### [SOURCE INFORMATION]

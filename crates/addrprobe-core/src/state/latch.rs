/// First mismatch observed by a checker.
#[derive(Debug, Clone, Copy, PartialEq, Eq, Hash)]
#[cfg_attr(feature = "serde", derive(serde::Deserialize, serde::Serialize))]
pub struct DataFault {
    /// Bus address of the failing read.
    pub address: u64,
    /// Value the checker expected.
    pub expected: u32,
    /// Value the bus returned.
    pub observed: u32,
}

/// Sticky error flag with the first fault that set it.
///
/// Later mismatches never overwrite the recorded fault. Only [`ErrorLatch::clear`]
/// (an external reset) releases it; a checker re-entering `Idle` does not.
#[derive(Debug, Clone, Copy, PartialEq, Eq, Hash, Default)]
#[cfg_attr(feature = "serde", derive(serde::Deserialize, serde::Serialize))]
pub struct ErrorLatch {
    fault: Option<DataFault>,
}

impl ErrorLatch {
    /// Returns `true` once any mismatch has been recorded.
    #[must_use]
    pub const fn is_set(&self) -> bool {
        self.fault.is_some()
    }

    /// Returns the latched fault, if any.
    #[must_use]
    pub const fn fault(&self) -> Option<DataFault> {
        self.fault
    }

    /// Records `fault` unless the latch is already set.
    ///
    /// Returns `true` when this call set the latch.
    #[allow(clippy::missing_const_for_fn)]
    pub fn record(&mut self, fault: DataFault) -> bool {
        if self.fault.is_some() {
            return false;
        }
        self.fault = Some(fault);
        true
    }

    /// Releases the latch.
    #[allow(clippy::missing_const_for_fn)]
    pub fn clear(&mut self) {
        self.fault = None;
    }
}
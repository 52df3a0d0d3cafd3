//! Error type and process exit codes for the `addrprobe` binary.
//!
//! Exit codes are stable so scripts can tell a data error from a bad
//! configuration:
//! ```text
//! 0   every checker passed
//! 1   data error (watchdog timeout)
//! 2   configuration error
//! 3   step limit reached without termination
//! 64  usage error
//! ```

use std::path::PathBuf;

use addrprobe_core::{ConfigError, RunError};
use thiserror::Error;

/// All checkers passed.
pub const EXIT_PASS: i32 = 0;
/// A checker latched a mismatch and the watchdog terminated the run.
pub const EXIT_DATA_ERROR: i32 = 1;
/// The configuration was rejected or could not be loaded.
pub const EXIT_CONFIG: i32 = 2;
/// The run hit its step limit.
pub const EXIT_STEP_LIMIT: i32 = 3;
/// The command line could not be parsed.
pub const EXIT_USAGE: i32 = 64;

/// Failure of a CLI command.
#[derive(Debug, Error)]
pub enum CliError {
    /// Malformed command line.
    #[error("{0}")]
    Usage(String),
    /// The effective configuration failed validation.
    #[error("invalid configuration: {0}")]
    Config(#[from] ConfigError),
    /// The run did not terminate.
    #[error(transparent)]
    Run(#[from] RunError),
    /// A configuration file could not be read.
    #[error("failed to read {}: {source}", path.display())]
    Read {
        /// File that failed.
        path: PathBuf,
        /// Underlying I/O error.
        source: std::io::Error,
    },
    /// A configuration file is not valid JSON for [`addrprobe_core::EngineConfig`].
    #[error("failed to parse {}: {source}", path.display())]
    Parse {
        /// File that failed.
        path: PathBuf,
        /// Underlying JSON error.
        source: serde_json::Error,
    },
    /// A value could not be rendered as JSON.
    #[error("failed to render JSON: {0}")]
    Render(#[source] serde_json::Error),
}

impl CliError {
    /// Process exit code for this error.
    #[must_use]
    pub const fn exit_code(&self) -> i32 {
        match self {
            Self::Usage(_) => EXIT_USAGE,
            Self::Config(_) | Self::Read { .. } | Self::Parse { .. } | Self::Render(_) => {
                EXIT_CONFIG
            }
            Self::Run(_) => EXIT_STEP_LIMIT,
        }
    }
}

#[cfg(test)]
mod tests {
    use std::path::PathBuf;

    use addrprobe_core::{ConfigError, RunError};

    use super::{CliError, EXIT_CONFIG, EXIT_STEP_LIMIT, EXIT_USAGE};

    #[test]
    fn exit_codes_follow_error_class() {
        assert_eq!(CliError::Usage("bad".to_string()).exit_code(), EXIT_USAGE);
        assert_eq!(
            CliError::from(ConfigError::AddressingModeUnset).exit_code(),
            EXIT_CONFIG
        );
        assert_eq!(
            CliError::from(RunError::StepLimit { limit: 10 }).exit_code(),
            EXIT_STEP_LIMIT
        );
    }

    #[test]
    fn read_error_names_the_file() {
        let error = CliError::Read {
            path: PathBuf::from("bench.json"),
            source: std::io::Error::new(std::io::ErrorKind::NotFound, "missing"),
        };
        assert_eq!(error.to_string(), "failed to read bench.json: missing");
    }

    #[test]
    fn config_error_is_wrapped() {
        let error = CliError::from(ConfigError::UnalignedLength { length: 0x102 });
        assert_eq!(
            error.to_string(),
            "invalid configuration: session length 0x102 is not a multiple of 4 bytes"
        );
    }
}
//! Full-pipeline runs through the testbench and simulated interconnect.

#![allow(
    clippy::pedantic,
    clippy::nursery,
    clippy::cast_possible_truncation,
    clippy::too_many_lines
)]

use addrprobe_core::{
    timing_profile, AddressingMode, BusDiscipline, DataFault, EngineConfig, NullSink,
    RecordingSink, SessionParams, StageId, Termination, Testbench, TraceEvent, DEFAULT_STEP_LIMIT,
    HIGH_REGION_SEED, LOW_REGION_SEED, TIMING_PROFILES,
};
use log as _;
use proptest::prelude::*;
use rstest::rstest;
#[cfg(feature = "serde")]
use serde as _;
use thiserror as _;

fn config(discipline: BusDiscipline, mode: AddressingMode) -> EngineConfig {
    EngineConfig {
        addressing: Some(mode),
        quiescent_cycles: 2,
        ..EngineConfig::for_discipline(discipline)
    }
}

#[test]
fn reference_run_fills_both_regions_and_passes() {
    let mut bench = Testbench::new(&EngineConfig::default()).expect("default config is valid");
    let report = bench
        .run(DEFAULT_STEP_LIMIT, &mut NullSink)
        .expect("reference run terminates");

    assert!(report.passed(), "{report:?}");
    assert_eq!(report.counters.writes, 128);
    assert_eq!(report.counters.reads, 128);
    assert_eq!(report.counters.mismatches, 0);

    let memory = bench.interconnect().memory();
    assert_eq!(memory.peek(0x4_0000_0000), Some(0x1234_5678));
    assert_eq!(memory.peek(0x4_0000_00FC), Some(0x1234_56B7));
    assert_eq!(memory.peek(0x2_0000), Some(0xCAFE_BEBE));
    assert_eq!(memory.peek(0x2_00FC), Some(0xCAFE_BEFD));
}

#[test]
fn word_addressed_low_session_walks_word_indices() {
    let mut bench = Testbench::new(&config(BusDiscipline::UnifiedChannel, AddressingMode::Word))
        .expect("valid");
    let low = *bench.plan().session(StageId::WriterLow);
    assert_eq!(low.initial_address(), 0x8000);
    assert_eq!(low.increment(), 1);
    assert_eq!(low.transfer_count(), 64);
    assert_eq!(low.final_address(), 0x803F);

    let report = bench.run(DEFAULT_STEP_LIMIT, &mut NullSink).expect("terminates");
    assert!(report.passed());

    let memory = bench.interconnect().memory();
    for (index, (address, value)) in low.expected_words().enumerate() {
        assert_eq!(address, 0x8000 + index as u64);
        assert_eq!(memory.peek(0x2_0000 + 4 * index as u64), Some(value));
    }
    assert_eq!(low.expected_words().last(), Some((0x803F, 0xCAFE_BEFD)));
}

#[rstest]
fn round_trip_never_latches(
    #[values(BusDiscipline::SplitChannel, BusDiscipline::UnifiedChannel)] discipline: BusDiscipline,
    #[values(AddressingMode::Byte, AddressingMode::Word)] mode: AddressingMode,
) {
    let mut bench = Testbench::new(&config(discipline, mode)).expect("valid");
    let report = bench.run(DEFAULT_STEP_LIMIT, &mut NullSink).expect("terminates");

    assert_eq!(report.termination, Termination::Completed);
    assert!(report.faults.is_empty());
    for stage in StageId::CHECKERS {
        assert!(!bench.orchestrator().checker(stage).latch().is_set());
    }
}

#[rstest]
fn every_timing_profile_passes(
    #[values(BusDiscipline::SplitChannel, BusDiscipline::UnifiedChannel)] discipline: BusDiscipline,
) {
    for (name, _) in TIMING_PROFILES {
        let config = EngineConfig {
            timing: timing_profile(name).expect("listed profile"),
            max_length: 0x40,
            ..config(discipline, discipline.default_addressing())
        };
        let mut bench = Testbench::new(&config).expect("valid");
        let report = bench.run(DEFAULT_STEP_LIMIT, &mut NullSink).expect("terminates");
        assert!(report.passed(), "{name}: {report:?}");
        assert_eq!(report.counters.reads, 32, "{name}");
    }
}

#[test]
fn single_corrupted_word_is_latched_and_times_out_one_window_later() {
    let config = EngineConfig::default();
    let mut bench = Testbench::new(&config).expect("valid");
    bench.schedule_corruption(0x4_0000_0000, 0x1234_5679);

    let mut sink = RecordingSink::default();
    let report = bench.run(DEFAULT_STEP_LIMIT, &mut sink).expect("terminates");

    let fault = DataFault {
        address: 0x4_0000_0000,
        expected: 0x1234_5678,
        observed: 0x1234_5679,
    };
    assert_eq!(
        report.termination,
        Termination::WatchdogTimeout {
            stage: StageId::CheckerHigh,
            fault,
        }
    );
    assert_eq!(report.faults.len(), 1);
    assert_eq!(report.faults[0].fault, fault);
    assert_eq!(report.counters.mismatches, 1);

    let armed_at = bench.watchdog().armed_at().expect("watchdog armed");
    assert_eq!(report.cycles, armed_at + config.watchdog_window);
    assert_eq!(bench.watchdog().deadline(), Some(report.cycles));

    let diagnostics: Vec<String> = sink
        .events()
        .iter()
        .filter_map(|event| match event {
            TraceEvent::DataError(record) => Some(record.to_string()),
            _ => None,
        })
        .collect();
    assert_eq!(
        diagnostics,
        ["[Checker High] Data Error @ 0x0000000400000000: 0x12345678 vs 0x12345679"]
    );

    let terminations: Vec<_> = sink
        .events()
        .iter()
        .filter(|event| matches!(event, TraceEvent::Terminated { .. }))
        .collect();
    assert_eq!(terminations.len(), 1);
}

#[rstest]
#[case(BusDiscipline::SplitChannel, AddressingMode::Byte)]
#[case(BusDiscipline::UnifiedChannel, AddressingMode::Word)]
fn truncated_interconnect_is_detected(
    #[case] discipline: BusDiscipline,
    #[case] mode: AddressingMode,
) {
    let config = EngineConfig {
        interconnect_address_bits: 32,
        watchdog_window: 16,
        ..config(discipline, mode)
    };
    let mut bench = Testbench::new(&config).expect("valid");
    let report = bench.run(DEFAULT_STEP_LIMIT, &mut NullSink).expect("terminates");

    assert!(report.termination.is_failure());
    assert_eq!(
        report.faults.first().map(|latched| (latched.stage, latched.fault)),
        Some((
            StageId::CheckerHigh,
            DataFault {
                address: mode.to_bus_address(0x4_0000_0000),
                expected: HIGH_REGION_SEED,
                observed: 0,
            }
        ))
    );
    assert_eq!(bench.interconnect().memory().peek(0x4_0000_0000), Some(0));
}

#[test]
fn stages_run_strictly_in_pipeline_order() {
    let config = EngineConfig {
        max_length: 0x10,
        ..EngineConfig::default()
    };
    let mut bench = Testbench::new(&config).expect("valid");
    let mut sink = RecordingSink::default();
    bench.run(DEFAULT_STEP_LIMIT, &mut sink).expect("terminates");

    let lifecycle: Vec<(StageId, bool)> = sink
        .into_events()
        .into_iter()
        .filter_map(|event| match event {
            TraceEvent::StageStarted { stage } => Some((stage, true)),
            TraceEvent::StageFinished { stage, .. } => Some((stage, false)),
            _ => None,
        })
        .collect();
    let expected: Vec<(StageId, bool)> = StageId::ORDER
        .into_iter()
        .flat_map(|stage| [(stage, true), (stage, false)])
        .collect();
    assert_eq!(lifecycle, expected);
    assert!(bench.orchestrator().ended(StageId::CheckerLow));
}

#[test]
fn verbose_run_reports_every_read_sample() {
    let config = EngineConfig {
        max_length: 0x10,
        verbose: true,
        ..EngineConfig::default()
    };
    let mut bench = Testbench::new(&config).expect("valid");
    let mut sink = RecordingSink::default();
    bench.run(DEFAULT_STEP_LIMIT, &mut sink).expect("terminates");

    let samples: Vec<(StageId, u64, u32)> = sink
        .events()
        .iter()
        .filter_map(|event| match *event {
            TraceEvent::ReadSample {
                stage,
                address,
                observed,
                ..
            } => Some((stage, address, observed)),
            _ => None,
        })
        .collect();
    assert_eq!(samples.len(), 8);
    assert_eq!(samples[0], (StageId::CheckerHigh, 0x4_0000_0000, HIGH_REGION_SEED));
    assert_eq!(samples[4], (StageId::CheckerLow, 0x2_0000, LOW_REGION_SEED));
}

proptest! {
    #![proptest_config(ProptestConfig::with_cases(24))]

    #[test]
    fn property_arbitrary_sessions_round_trip(
        high_word in 0x4000_0000u64..0x3FFF_0000_0000_0000,
        seed in any::<u32>(),
        words in 1u64..=8,
        word_mode in any::<bool>(),
        unified in any::<bool>(),
    ) {
        let mode = if word_mode { AddressingMode::Word } else { AddressingMode::Byte };
        let discipline = if unified {
            BusDiscipline::UnifiedChannel
        } else {
            BusDiscipline::SplitChannel
        };
        let config = EngineConfig {
            high: SessionParams { base_address: high_word * 4, seed },
            max_length: words * 4,
            ..config(discipline, mode)
        };

        let mut bench = Testbench::new(&config).expect("valid");
        let report = bench.run(DEFAULT_STEP_LIMIT, &mut NullSink).expect("terminates");
        prop_assert!(report.passed());
        prop_assert_eq!(report.counters.writes, 2 * words);

        let memory = bench.interconnect().memory();
        for index in 0..words {
            prop_assert_eq!(
                memory.peek(high_word * 4 + index * 4),
                Some(seed.wrapping_add(index as u32))
            );
        }
    }
}
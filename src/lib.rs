//! Charger Uptime Library
//!
//! A Rust library for computing per-station uptime percentages from a text
//! file describing charging stations, their chargers, and time-stamped
//! availability reports.
//!
//! This library provides tools for:
//! - Parsing the two-section report format with strict per-line validation
//! - Indexing stations and charger ownership for O(1) lookups
//! - Merging overlapping "up" intervals per station
//! - Deriving floored integer uptime percentages over each station's
//!   observed time window

pub mod constants;

// Core application modules
pub mod app {
    pub mod models;
    pub mod services {
        pub mod report_parser;
        pub mod uptime;
    }
}

// CLI modules
pub mod cli {
    pub mod args;
    pub mod commands;
}

// Re-export commonly used types
pub use app::models::{AvailabilityReport, Station, StationRegistry, StationUptime};

/// Result type alias for uptime processing
pub type Result<T> = std::result::Result<T, Error>;

/// Error types for uptime processing operations
///
/// Parse failures carry the 1-based line number of the offending input line
/// so the driver can surface it without string matching.
#[derive(thiserror::Error, Debug)]
pub enum Error {
    /// Input file does not exist
    #[error("Input file not found: {path}")]
    FileNotFound { path: String },

    /// Input file exists but could not be read
    #[error("Failed to read input file '{path}': {source}")]
    FileRead {
        path: String,
        #[source]
        source: std::io::Error,
    },

    /// Data line encountered before any section header
    #[error("Data found before section header at line {line}")]
    DataBeforeHeader { line: usize },

    /// Section header duplicated or out of order
    #[error("Unexpected section header '{header}' at line {line}")]
    MisplacedSection { header: String, line: usize },

    /// Token is not a valid non-negative integer
    #[error("Invalid integer '{token}' at line {line}")]
    InvalidInteger { token: String, line: usize },

    /// Integer token outside its declared bit-width range
    #[error("{field} out of {width} range at line {line}")]
    ValueOutOfRange {
        field: &'static str,
        width: &'static str,
        line: usize,
    },

    /// Station ID declared more than once
    #[error("Duplicate station ID {station_id} at line {line}")]
    DuplicateStation { station_id: u32, line: usize },

    /// Charger ID declared more than once, anywhere in the file
    #[error("Duplicate charger ID {charger_id} at line {line}")]
    DuplicateCharger { charger_id: u32, line: usize },

    /// Report references a charger never declared under any station
    #[error("Unknown charger ID {charger_id} at line {line}")]
    UnknownCharger { charger_id: u32, line: usize },

    /// Report line with the wrong number of fields
    #[error("Invalid report format at line {line}: expected {expected} fields, found {found}")]
    MalformedReport {
        line: usize,
        expected: usize,
        found: usize,
    },

    /// Up flag token is not `true` or `false`
    #[error("Invalid up value at line {line}: must be 'true' or 'false'")]
    InvalidUpFlag { line: usize },

    /// Report interval with `start >= end`
    #[error("Invalid time range at line {line}: start >= end")]
    InvalidTimeRange { line: usize },

    /// Input declared no stations at all
    #[error("No stations defined in input file")]
    NoStations,

    /// I/O failure outside input validation, e.g. writing the report
    #[error("I/O error: {message}")]
    Io {
        message: String,
        #[source]
        source: std::io::Error,
    },
}

impl Error {
    /// Create a file not found error
    pub fn file_not_found(path: impl Into<String>) -> Self {
        Self::FileNotFound { path: path.into() }
    }

    /// Create a file read error
    pub fn file_read(path: impl Into<String>, source: std::io::Error) -> Self {
        Self::FileRead {
            path: path.into(),
            source,
        }
    }

    /// Create a data before header error
    pub fn data_before_header(line: usize) -> Self {
        Self::DataBeforeHeader { line }
    }

    /// Create a misplaced section error
    pub fn misplaced_section(header: impl Into<String>, line: usize) -> Self {
        Self::MisplacedSection {
            header: header.into(),
            line,
        }
    }

    /// Create an invalid integer error
    pub fn invalid_integer(token: impl Into<String>, line: usize) -> Self {
        Self::InvalidInteger {
            token: token.into(),
            line,
        }
    }

    /// Create a value out of range error
    pub fn out_of_range(field: &'static str, width: &'static str, line: usize) -> Self {
        Self::ValueOutOfRange { field, width, line }
    }

    /// Create a duplicate station error
    pub fn duplicate_station(station_id: u32, line: usize) -> Self {
        Self::DuplicateStation { station_id, line }
    }

    /// Create a duplicate charger error
    pub fn duplicate_charger(charger_id: u32, line: usize) -> Self {
        Self::DuplicateCharger { charger_id, line }
    }

    /// Create an unknown charger error
    pub fn unknown_charger(charger_id: u32, line: usize) -> Self {
        Self::UnknownCharger { charger_id, line }
    }

    /// Create a malformed report error
    pub fn malformed_report(line: usize, expected: usize, found: usize) -> Self {
        Self::MalformedReport {
            line,
            expected,
            found,
        }
    }

    /// Create an invalid up flag error
    pub fn invalid_up_flag(line: usize) -> Self {
        Self::InvalidUpFlag { line }
    }

    /// Create an invalid time range error
    pub fn invalid_time_range(line: usize) -> Self {
        Self::InvalidTimeRange { line }
    }

    /// Create an I/O error with context
    pub fn io(message: impl Into<String>, source: std::io::Error) -> Self {
        Self::Io {
            message: message.into(),
            source,
        }
    }

    /// Whether this error is an input-validation failure
    ///
    /// The driver renders validation failures as `Error: ...` and anything
    /// else as `Unexpected error: ...`.
    pub fn is_validation(&self) -> bool {
        !matches!(self, Self::Io { .. })
    }
}
//! Sectioned input-file parsing for stations and availability reports
//!
//! The input format is line-oriented UTF-8 text with two ordered sections,
//! announced by the literal headers `[Stations]` and
//! `[Charger Availability Reports]`. Blank lines are ignored. Parsing is
//! strict and fail-fast: the first violation aborts with an error carrying
//! the 1-based line number, and no partial data is returned.

pub mod field_parsers;
pub mod parser;

#[cfg(test)]
pub mod tests;

// Re-export the parser entry points
pub use parser::{ParsedInput, parse_file, parse_str};
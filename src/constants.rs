//! Application constants for the charger uptime tool

/// Header line opening the station declarations section
pub const STATIONS_HEADER: &str = "[Stations]";

/// Header line opening the availability reports section
pub const REPORTS_HEADER: &str = "[Charger Availability Reports]";

/// Exact number of whitespace-separated fields on a report line
pub const REPORT_FIELD_COUNT: usize = 4;

/// Sentinel line printed to stdout when a run fails
pub const ERROR_SENTINEL: &str = "ERROR";
//! Token-level field parsing for input lines
//!
//! Helper functions for parsing the individual whitespace-separated tokens
//! of station and report lines, with line-numbered error context.

use std::num::IntErrorKind;

use crate::{Error, Result};

/// Parse an ID token as an unsigned 32-bit integer
pub fn parse_id(token: &str, field: &'static str, line: usize) -> Result<u32> {
    token
        .parse::<u32>()
        .map_err(|e| classify_int_error(e.kind(), token, field, "uint32", line))
}

/// Parse a time token as an unsigned 64-bit integer
pub fn parse_time(token: &str, field: &'static str, line: usize) -> Result<u64> {
    token
        .parse::<u64>()
        .map_err(|e| classify_int_error(e.kind(), token, field, "uint64", line))
}

/// Parse the up flag token, case-insensitive `true`/`false`
pub fn parse_up_flag(token: &str, line: usize) -> Result<bool> {
    if token.eq_ignore_ascii_case("true") {
        Ok(true)
    } else if token.eq_ignore_ascii_case("false") {
        Ok(false)
    } else {
        Err(Error::invalid_up_flag(line))
    }
}

/// Distinguish out-of-range tokens from tokens that are not integers at all
fn classify_int_error(
    kind: &IntErrorKind,
    token: &str,
    field: &'static str,
    width: &'static str,
    line: usize,
) -> Error {
    match kind {
        IntErrorKind::PosOverflow | IntErrorKind::NegOverflow => {
            Error::out_of_range(field, width, line)
        }
        _ => Error::invalid_integer(token, line),
    }
}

### [PROBLEM TO SOLVE]
As the answer, set down only the lines from the data above between the one holding "max_length: words *" and the one holding "for index in", inclusive, exactly as they read.

### [SOLUTION FOR THIS TASK]
            max_length: words * 4,
            ..config(discipline, mode)
        };

        let mut bench = Testbench::new(&config).expect("valid");
        let report = bench.run(DEFAULT_STEP_LIMIT, &mut NullSink).expect("terminates");
        prop_assert!(report.passed());
        prop_assert_eq!(report.counters.writes, 2 * words);

        let memory = bench.interconnect().memory();
        for index in 0..words {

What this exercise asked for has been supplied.